» Exercise directions: From the entries provided below, copy each line that contains the word "Delta".

» Entries provided:
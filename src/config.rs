use std::path::{Path, PathBuf};

use anyhow::Result;
use clap::ValueEnum;
use serde::{Deserialize, Serialize};
use tracing::warn;

use crate::error::SettingsError;

#[derive(Debug, Clone, Deserialize)]
pub struct Settings {
    #[serde(default)]
    pub sources: SourceSettings,
    #[serde(default)]
    pub alerts: AlertSettings,
    #[serde(default)]
    pub theme: Theme,
}

#[derive(Debug, Clone, Deserialize)]
pub struct SourceSettings {
    #[serde(default = "default_clean_csv")]
    pub clean_csv: PathBuf,
    #[serde(default = "default_fallback_xlsx")]
    pub fallback_xlsx: PathBuf,
    #[serde(default = "default_sheet_name")]
    pub sheet_name: String,
    #[serde(default = "default_true")]
    pub prefer_clean: bool,
}

#[derive(Debug, Clone, Copy, Deserialize)]
pub struct AlertSettings {
    #[serde(default = "default_window")]
    pub window: u32,
    #[serde(default = "default_warn_pct")]
    pub warn_pct: u32,
    #[serde(default = "default_critical_pct")]
    pub critical_pct: u32,
    #[serde(default = "default_min_consecutive_zero")]
    pub min_consecutive_zero: u32,
}

#[derive(Debug, Clone, Copy, Default, PartialEq, Eq, Deserialize, Serialize, ValueEnum)]
#[serde(rename_all = "lowercase")]
pub enum Theme {
    Light,
    #[default]
    Dark,
}

fn default_clean_csv() -> PathBuf {
    PathBuf::from("fluxo_seed_limpo.csv")
}

fn default_fallback_xlsx() -> PathBuf {
    PathBuf::from("Fluxo SEED 30d.xlsx")
}

fn default_sheet_name() -> String {
    "Fluxo seed 30d".to_string()
}

fn default_true() -> bool {
    true
}

fn default_window() -> u32 {
    7
}

fn default_warn_pct() -> u32 {
    20
}

fn default_critical_pct() -> u32 {
    40
}

fn default_min_consecutive_zero() -> u32 {
    4
}

impl Default for SourceSettings {
    fn default() -> Self {
        Self {
            clean_csv: default_clean_csv(),
            fallback_xlsx: default_fallback_xlsx(),
            sheet_name: default_sheet_name(),
            prefer_clean: true,
        }
    }
}

impl Default for AlertSettings {
    fn default() -> Self {
        Self {
            window: default_window(),
            warn_pct: default_warn_pct(),
            critical_pct: default_critical_pct(),
            min_consecutive_zero: default_min_consecutive_zero(),
        }
    }
}

impl Settings {
    pub fn load(path: &Path) -> Result<Self> {
        Self::load_with(path, environment())
    }

    fn load_with(path: &Path, env: config::Environment) -> Result<Self> {
        let settings = config::Config::builder()
            .add_source(config::File::from(path).required(false))
            .add_source(env)
            .build()?;
        let settings: Settings = settings.try_deserialize()?;
        settings.alerts.validate()?;
        Ok(settings)
    }
}

// FLOW__ALERTS__WINDOW=14 overrides alerts.window.
fn environment() -> config::Environment {
    config::Environment::with_prefix("FLOW")
        .separator("__")
        .try_parsing(true)
}

impl AlertSettings {
    pub fn validate(&self) -> Result<(), SettingsError> {
        check_range("alerts.window", self.window, 5, 30)?;
        check_range("alerts.warn_pct", self.warn_pct, 5, 60)?;
        check_range("alerts.critical_pct", self.critical_pct, 10, 90)?;
        check_range("alerts.min_consecutive_zero", self.min_consecutive_zero, 2, 8)?;
        Ok(())
    }

    pub fn thresholds(&self) -> Thresholds {
        Thresholds::new(f64::from(self.warn_pct), f64::from(self.critical_pct))
    }
}

fn check_range(field: &'static str, value: u32, min: u32, max: u32) -> Result<(), SettingsError> {
    if (min..=max).contains(&value) {
        Ok(())
    } else {
        Err(SettingsError::OutOfRange {
            field,
            value,
            min,
            max,
        })
    }
}

/// Decline thresholds as positive percentages.
///
/// Invariant: `critical_pct >= warn_pct`. Construction swaps inverted
/// inputs so the alert tier is always reachable.
#[derive(Debug, Clone, Copy, PartialEq)]
pub struct Thresholds {
    warn_pct: f64,
    critical_pct: f64,
}

impl Thresholds {
    pub fn new(warn_pct: f64, critical_pct: f64) -> Self {
        let (warn_pct, critical_pct) = (warn_pct.abs(), critical_pct.abs());
        if critical_pct < warn_pct {
            warn!(
                warn_pct,
                critical_pct, "critical threshold below alert threshold, swapping"
            );
            return Self {
                warn_pct: critical_pct,
                critical_pct: warn_pct,
            };
        }
        Self {
            warn_pct,
            critical_pct,
        }
    }

    pub fn warn_pct(&self) -> f64 {
        self.warn_pct
    }

    pub fn critical_pct(&self) -> f64 {
        self.critical_pct
    }
}
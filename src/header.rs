use std::collections::{HashMap, HashSet};

use chrono::NaiveDateTime;

pub const EXPECTED_COLUMNS: [&str; 6] = ["Company", "Loja", "ID_Loja", "Data", "Hora", "Fluxo"];

pub const REDUCED_COLUMNS: [&str; 3] = ["Loja", "Data", "Fluxo"];

#[derive(Debug, Clone, PartialEq)]
pub enum Cell {
    Empty,
    Text(String),
    Number(f64),
    DateTime(NaiveDateTime),
}

impl Cell {
    pub fn as_text(&self) -> Option<String> {
        match self {
            Cell::Empty => None,
            Cell::Text(s) => Some(s.trim().to_string()),
            Cell::Number(n) => Some(format_number(*n)),
            Cell::DateTime(dt) => Some(dt.to_string()),
        }
    }
}

pub(crate) fn format_number(n: f64) -> String {
    if n.is_finite() && n.fract() == 0.0 && n.abs() < 1e15 {
        format!("{}", n as i64)
    } else {
        n.to_string()
    }
}

/// Index of the header row, preferring the full signature over the reduced
/// one and the earliest row within a signature.
pub fn detect_header(rows: &[Vec<Cell>]) -> Option<usize> {
    let mut reduced_hit = None;

    for (idx, row) in rows.iter().enumerate() {
        let values: HashSet<String> = row.iter().filter_map(Cell::as_text).collect();
        if EXPECTED_COLUMNS.iter().all(|c| values.contains(*c)) {
            return Some(idx);
        }
        if reduced_hit.is_none() && REDUCED_COLUMNS.iter().all(|c| values.contains(*c)) {
            reduced_hit = Some(idx);
        }
    }

    reduced_hit
}

/// Renames repeated names to `name.1`, `name.2`, ... in order of appearance.
pub fn dedup_names(names: &[String]) -> Vec<String> {
    let mut seen: HashMap<&str, usize> = HashMap::new();
    let mut out = Vec::with_capacity(names.len());

    for name in names {
        match seen.get_mut(name.as_str()) {
            Some(count) => {
                *count += 1;
                out.push(format!("{name}.{count}"));
            }
            None => {
                seen.insert(name.as_str(), 0);
                out.push(name.clone());
            }
        }
    }

    out
}

#[derive(Debug, Clone, Default, PartialEq, Eq)]
pub struct ColumnMap {
    pub company: Option<usize>,
    pub store: Option<usize>,
    pub store_id: Option<usize>,
    pub date: Option<usize>,
    pub hour: Option<usize>,
    pub flow: Option<usize>,
}

impl ColumnMap {
    /// Picks the first column whose base name (text before the first `.`)
    /// equals each expected name.
    pub fn from_header(names: &[String]) -> Self {
        let pick = |wanted: &str| {
            names
                .iter()
                .position(|n| n.split('.').next().unwrap_or_default() == wanted)
        };

        Self {
            company: pick("Company"),
            store: pick("Loja"),
            store_id: pick("ID_Loja"),
            date: pick("Data"),
            hour: pick("Hora"),
            flow: pick("Fluxo"),
        }
    }

    pub fn is_empty(&self) -> bool {
        self.matched() == 0
    }

    pub fn matched(&self) -> usize {
        [
            self.company,
            self.store,
            self.store_id,
            self.date,
            self.hour,
            self.flow,
        ]
        .iter()
        .filter(|c| c.is_some())
        .count()
    }
}

pub fn header_names(row: &[Cell]) -> Vec<String> {
    let raw: Vec<String> = row
        .iter()
        .map(|c| c.as_text().unwrap_or_default())
        .collect();
    dedup_names(&raw)
}
fn alert_settings(base: &AlertSettings, args: &AlertArgs) -> anyhow::Result<AlertSettings> {
    let settings = AlertSettings {
        window: args.window.unwrap_or(base.window),
        warn_pct: args.warn_pct.unwrap_or(base.warn_pct),
        critical_pct: args.critical_pct.unwrap_or(base.critical_pct),
        min_consecutive_zero: args.min_consecutive_zero.unwrap_or(base.min_consecutive_zero),
    };
    settings.validate()?;
    debug!(
        min_consecutive_zero = settings.min_consecutive_zero,
        "zero-flow streak flagging is reserved and not applied"
    );
    Ok(settings)
}

fn summary(filtered: &[FlowRecord], exporter: &export::Exporter) -> anyhow::Result<Rendered> {
    let kpis = metrics::kpis(filtered);
    let daily = metrics::daily_totals(filtered);
    let ranking = metrics::store_ranking(filtered);
    let heatmap = metrics::heatmap(filtered);
    if filtered.is_empty() {
        info!("no rows in the selected period/stores/hours");
    }

    exporter.write(export::FILTERED, filtered)?;

    Ok(Rendered {
        markdown: report::build_summary(filter::date_span(filtered), &kpis, &daily, &ranking, &heatmap),
        json: json!({
            "section": "summary",
            "stores": filter::store_names(filtered),
            "hours": filter::hour_span(filtered),
            "kpis": kpis,
            "daily": daily,
            "ranking": ranking,
            "heatmap": heatmap,
        }),
    })
}

fn alert_section(
    records: &[FlowRecord],
    flow_filter: &FlowFilter,
    settings: &AlertSettings,
    theme: Theme,
    exporter: &export::Exporter,
) -> anyhow::Result<Rendered> {
    let rows = alerts::compute_alerts(records, settings.window as usize, settings.thresholds());
    let latest = alerts::last_day_alerts(&rows, flow_filter);
    if latest.is_empty() {
        info!("no data to compute alerts in the selected period");
    } else {
        exporter.write(export::LAST_DAY_ALERTS, &latest)?;
    }

    Ok(Rendered {
        markdown: report::build_alerts(theme, &latest),
        json: json!({ "section": "alerts", "window": settings.window, "rows": latest }),
    })
}

fn compare_section(
    filtered: &[FlowRecord],
    mode: &CompareCommand,
    exporter: &export::Exporter,
) -> anyhow::Result<Rendered> {
    if filtered.is_empty() {
        return Ok(Rendered::skipped("Compare", &CompareError::NoData));
    }

    let rendered = match mode {
        CompareCommand::Pair { a, b, by: Granularity::Hour } => {
            match compare::pair_hourly(filtered, a, b) {
                Ok(view) => {
                    exporter.write(export::PAIR_HOURLY, &view.rows)?;
                    Rendered {
                        markdown: report::build_hourly_comparison(&format!("{a} vs {b} by hour"), &view),
                        json: json!({ "section": "compare_pair_hourly", "report": view }),
                    }
                }
                Err(err) => Rendered::skipped("Compare by hour", &err),
            }
        }
        CompareCommand::Pair { a, b, by: Granularity::Day } => match compare::pair_daily(filtered, a, b) {
            Ok(view) => {
                exporter.write(export::PAIR_DAILY, &view.rows)?;
                Rendered {
                    markdown: report::build_daily_comparison(&format!("{a} vs {b} by day"), &view),
                    json: json!({ "section": "compare_pair_daily", "report": view }),
                }
            }
            Err(err) => Rendered::skipped("Compare by day", &err),
        },
        CompareCommand::Overlay { pick } => match compare::overlay_hourly(filtered, pick) {
            Ok(rows) => {
                exporter.write(export::OVERLAY_HOURLY, &rows)?;
                Rendered {
                    markdown: report::build_overlay(&rows),
                    json: json!({ "section": "compare_overlay", "rows": rows }),
                }
            }
            Err(err) => Rendered::skipped("Hourly overlay", &err),
        },
        CompareCommand::Groups {
            a_name,
            a_stores,
            b_name,
            b_stores,
            by,
        } => {
            let a = Group::new(a_name.as_str(), a_stores.clone());
            let b = Group::new(b_name.as_str(), b_stores.clone());
            match by {
                Granularity::Hour => match compare::groups_hourly(filtered, &a, &b) {
                    Ok(view) => {
                        exporter.write(export::GROUPS_HOURLY, &view.hourly.rows)?;
                        Rendered {
                            markdown: report::build_group_hourly(&view),
                            json: json!({ "section": "compare_groups_hourly", "report": view }),
                        }
                    }
                    Err(err) => Rendered::skipped("Groups A×B by hour", &err),
                },
                Granularity::Day => match compare::groups_daily(filtered, &a, &b) {
                    Ok(view) => {
                        exporter.write(export::GROUPS_DAILY, &view.rows)?;
                        Rendered {
                            markdown: report::build_group_daily(&view),
                            json: json!({ "section": "compare_groups_daily", "report": view }),
                        }
                    }
                    Err(err) => Rendered::skipped("Groups A×B by day", &err),
                },
            }
        }
    };

    Ok(rendered)
}

fn multiples_section(
    filtered: &[FlowRecord],
    selection: &StoreSelection,
    normalize: bool,
    exporter: &export::Exporter,
) -> anyhow::Result<Rendered> {
    let Some(panels) = multiples::small_multiples(filtered, selection, normalize) else {
        warn!("no stores selected for small multiples");
        return Ok(Rendered {
            markdown: "## Small multiples by hour\n> Select at least one store.\n".to_string(),
            json: json!({ "section": "small_multiples", "warning": "no stores selected" }),
        });
    };

    exporter.write(export::SMALL_MULTIPLES, &panels.profiles)?;
    exporter.write(export::PODIUM, &panels.podium)?;

    Ok(Rendered {
        markdown: report::build_small_multiples(&panels),
        json: json!({ "section": "small_multiples", "panels": panels }),
    })
}

fn full_report(
    records: &[FlowRecord],
    filtered: &[FlowRecord],
    flow_filter: &FlowFilter,
    settings: &AlertSettings,
    theme: Theme,
    exporter: &export::Exporter,
) -> anyhow::Result<Vec<Rendered>> {
    let mut sections = vec![
        summary(filtered, exporter)?,
        alert_section(records, flow_filter, settings, theme, exporter)?,
    ];

    // Default pair: the first two stores in the filter, as the dashboard preselects.
    let stores = filter::store_names(filtered);
    if let [a, b, ..] = stores.as_slice() {
        let pair = CompareCommand::Pair {
            a: a.clone(),
            b: b.clone(),
            by: Granularity::Hour,
        };
        sections.push(compare_section(filtered, &pair, exporter)?);
    } else {
        sections.push(Rendered::skipped("Compare", &CompareError::TooFewStores(stores.len())));
    }

    sections.push(multiples_section(filtered, &StoreSelection::TopN(6), false, exporter)?);
    Ok(sections)
}
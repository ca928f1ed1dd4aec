use std::path::{Path, PathBuf};

use anyhow::Context;
use serde::Serialize;
use tracing::info;

use crate::models::{
    BaselineRow, DailyComparison, FlowRecord, GroupDay, HourProfile, HourlyComparison,
    PodiumEntry, StoreHour,
};

pub const FILTERED: &str = "fluxo_filtrado.csv";
pub const LAST_DAY_ALERTS: &str = "alertas_ultimo_dia.csv";
pub const PAIR_HOURLY: &str = "comparacao_por_hora_AB.csv";
pub const PAIR_DAILY: &str = "comparacao_diaria_AB.csv";
pub const OVERLAY_HOURLY: &str = "comparacao_por_hora_N_lojas.csv";
pub const GROUPS_HOURLY: &str = "comparacao_AxB_grupos_por_hora.csv";
pub const GROUPS_DAILY: &str = "comparacao_AxB_grupos_diario.csv";
pub const SMALL_MULTIPLES: &str = "small_multiples_por_hora.csv";
pub const PODIUM: &str = "podio_por_hora_top3.csv";

/// Row type with a fixed CSV header. `HEADER` must list the serialized
/// field names in order; it is written on its own when there are no rows.
pub trait ExportRow: Serialize {
    const HEADER: &'static [&'static str];
}

impl ExportRow for FlowRecord {
    const HEADER: &'static [&'static str] = &["Company", "Loja", "ID_Loja", "Data", "Hora", "Fluxo"];
}

impl ExportRow for BaselineRow {
    const HEADER: &'static [&'static str] = &[
        "Loja",
        "ID_Loja",
        "Data",
        "Fluxo",
        "Baseline (MM)",
        "Var %",
        "Status",
    ];
}

impl ExportRow for HourlyComparison {
    const HEADER: &'static [&'static str] = &["Hora", "Fluxo_A", "Fluxo_B", "Delta", "Vencedor"];
}

impl ExportRow for DailyComparison {
    const HEADER: &'static [&'static str] = &["Data", "Fluxo_A", "Fluxo_B", "Delta"];
}

impl ExportRow for StoreHour {
    const HEADER: &'static [&'static str] = &["Loja", "Hora", "Fluxo"];
}

impl ExportRow for GroupDay {
    const HEADER: &'static [&'static str] = &["Grupo", "Data", "Fluxo"];
}

impl ExportRow for HourProfile {
    const HEADER: &'static [&'static str] = &[
        "Loja",
        "ID_Loja",
        "Hora",
        "Fluxo",
        "baseline_hora",
        "n_dias",
        "esperado",
        "norm_pct",
    ];
}

impl ExportRow for PodiumEntry {
    const HEADER: &'static [&'static str] = &["Loja", "ID_Loja", "Hora", "Fluxo", "rank"];
}

#[derive(Debug, Clone, Default)]
pub struct Exporter {
    dir: Option<PathBuf>,
}

impl Exporter {
    pub fn new(dir: Option<PathBuf>) -> anyhow::Result<Self> {
        if let Some(dir) = &dir {
            std::fs::create_dir_all(dir)
                .with_context(|| format!("failed to create export dir {}", dir.display()))?;
        }
        Ok(Self { dir })
    }

    pub fn write<T: ExportRow>(&self, file_name: &str, rows: &[T]) -> anyhow::Result<Option<PathBuf>> {
        let Some(dir) = &self.dir else {
            return Ok(None);
        };
        let path = dir.join(file_name);
        write_csv(&path, rows)?;
        info!(path = %path.display(), rows = rows.len(), "export written");
        Ok(Some(path))
    }
}

pub fn write_csv<T: ExportRow>(path: &Path, rows: &[T]) -> anyhow::Result<()> {
    let mut writer = csv::Writer::from_path(path)
        .with_context(|| format!("failed to open {}", path.display()))?;
    if rows.is_empty() {
        writer.write_record(T::HEADER)?;
    }
    for row in rows {
        writer.serialize(row)?;
    }
    writer.flush()?;
    Ok(())
}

» Response area:
    const HEADER: &'static [&'static str] = &["Hora", "Fluxo_A", "Fluxo_B", "Delta", "Vencedor"];
    const HEADER: &'static [&'static str] = &["Data", "Fluxo_A", "Fluxo_B", "Delta"];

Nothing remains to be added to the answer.